A limited number of persons belong to the family consciousness:

  1. The children, including stillborn children and those who have died early,

  2. The parents and their siblings,

  3. The grandparents,

  4. Sometimes one of the great-grandparents and, at times, ancestors even further back,

  5. And, very strangely, people who are not relatives belong to the family consciousness too. Everybody – and this is most important – who made room to the advantage of the above members, belongs to the family consciousness. This includes, in particular, former partners of parents or grandparents, as well as all those whose misfortune or death brought the family an advantage or gain.

  6. Victims of violence and murder by any members of the family.

 

Can you share with us some of your experiences with former partners in a family system?

Yes, from experiences I had with persons who suffered a loss in favor of somebody else within the family.

For instance, a former wife of the father, from which he has separated. The new wife has an advantage, because the other one suffered a loss, so that former wife belongs to the family, and she will be represented always.

This is one of the laws to which I have seen no exception. She will be represented by a child of the second wife. One of the daughters, for instance, of the second wife will suddenly feel like the first wife. She becomes angry with her father and nobody knows why.

That is again a result of the family consciousness. This is the family consciousness.

How do you work in Family Constellations with such issues?

Bert Hellinger: The family constellations shows the state of the family, where the problem is.
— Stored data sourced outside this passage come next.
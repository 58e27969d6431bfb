//! Pairing of deleted and inserted lines into modifications
//!
//! A maximal run of non-equal edits is split into its deleted lines (which
//! carry their baseline id) and its inserted contents. The merger walks both
//! with two cursors and greedily decides, at every step, whether the current
//! pair is one edited line or whether one side should be emitted on its own:
//!
//! 1. If the pair scores at least the threshold it becomes `Modified`.
//! 2. Otherwise the best insert for the current delete, and the best delete for
//!    the current insert, are searched within the lookahead window.
//! 3. If both searches point back at the current pair and the score clears the
//!    threshold, the pair becomes `Modified`.
//! 4. Otherwise the side with the weaker future match is emitted alone: the
//!    insert as `Added` when the delete has a stronger match further on,
//!    else the delete as `Removed`.
//!
//! The alignment is local and order preserving, not a global optimum.
//!
//! ## Debugging
//!
//! Every pairing decision is traced when built with the `debug_merge` feature
//! (`cargo build --features debug_merge`).

use crate::artifacts::diff::similarity::similarity;
use crate::artifacts::lines::{Line, LineId};
use derive_new::new;

macro_rules! merge_trace {
    ($($arg:tt)*) => {
        #[cfg(feature = "debug_merge")]
        {
            tracing::trace!($($arg)*);
        }
    };
}

pub const DEFAULT_SIMILARITY_THRESHOLD: f64 = 0.62;
pub const DEFAULT_LOOKAHEAD: usize = 3;

/// Output of merging one non-equal block, in emission order.
#[derive(Debug, Clone, PartialEq, Eq)]
pub enum MergedEdit {
    Removed { id: LineId, content: String },
    Added { content: String },
    Modified { id: LineId, content: String },
}

#[derive(Debug, Clone, Copy, PartialEq, new)]
pub struct ModificationMerger {
    threshold: f64,
    lookahead: usize,
}

impl Default for ModificationMerger {
    fn default() -> Self {
        ModificationMerger::new(DEFAULT_SIMILARITY_THRESHOLD, DEFAULT_LOOKAHEAD)
    }
}

impl ModificationMerger {
    pub fn merge(&self, deletes: &[Line], inserts: &[String]) -> Vec<MergedEdit> {
        let mut merged = Vec::with_capacity(deletes.len().max(inserts.len()));
        let (mut i, mut j) = (0, 0);

        while i < deletes.len() && j < inserts.len() {
            let (deleted, inserted) = (&deletes[i], &inserts[j]);
            let direct = similarity(&deleted.content, inserted);

            if direct >= self.threshold {
                merge_trace!(i, j, score = direct, "paired directly");
                merged.push(Self::modified(deleted, inserted));
                i += 1;
                j += 1;
                continue;
            }

            let (best_j, best_del_score) =
                self.best_match(&deleted.content, inserts.iter().map(String::as_str), j, direct);
            let (best_i, best_ins_score) = self.best_match(
                inserted,
                deletes.iter().map(|line| line.content.as_str()),
                i,
                direct,
            );

            if best_j == j && best_i == i && best_del_score >= self.threshold {
                merge_trace!(i, j, score = best_del_score, "paired as mutual best");
                merged.push(Self::modified(deleted, inserted));
                i += 1;
                j += 1;
            } else if best_del_score > best_ins_score {
                merge_trace!(
                    i,
                    j,
                    best_j,
                    best_del_score,
                    best_ins_score,
                    "insert emitted, delete deferred"
                );
                merged.push(MergedEdit::Added {
                    content: inserted.clone(),
                });
                j += 1;
            } else {
                merge_trace!(
                    i,
                    j,
                    best_i,
                    best_del_score,
                    best_ins_score,
                    "delete emitted"
                );
                merged.push(MergedEdit::Removed {
                    id: deleted.id.clone(),
                    content: deleted.content.clone(),
                });
                i += 1;
            }
        }

        merged.extend(deletes[i..].iter().map(|line| MergedEdit::Removed {
            id: line.id.clone(),
            content: line.content.clone(),
        }));
        merged.extend(inserts[j..].iter().map(|content| MergedEdit::Added {
            content: content.clone(),
        }));

        merged
    }

    /// Best scoring candidate in `[start, start + lookahead]`; the first one
    /// wins ties. `start_score` is the already known score of `start`.
    fn best_match<'c>(
        &self,
        target: &str,
        candidates: impl Iterator<Item = &'c str>,
        start: usize,
        start_score: f64,
    ) -> (usize, f64) {
        candidates
            .enumerate()
            .skip(start + 1)
            .take(self.lookahead)
            .fold((start, start_score), |(best, best_score), (index, candidate)| {
                let score = similarity(target, candidate);
                if score > best_score {
                    (index, score)
                } else {
                    (best, best_score)
                }
            })
    }

    fn modified(deleted: &Line, inserted: &str) -> MergedEdit {
        MergedEdit::Modified {
            id: deleted.id.clone(),
            content: inserted.to_string(),
        }
    }
}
In the case I have just mentioned as an example, I would bring into the family system a representative for the first wife. And then, the man, her former husband, will look at her and will tell her: “I am sorry I hurt you. I honor you as my first wife.”

And the representative of the second wife will tell her, “You are the first, I am the second one. Please be kind if I keep my husband and please be kind to my children.”

And then the daughter who represented the former wife no longer needs to do so, and she can tell the woman whom she represents the former wife in the Constellation, “I am my father and mother’s daughter.”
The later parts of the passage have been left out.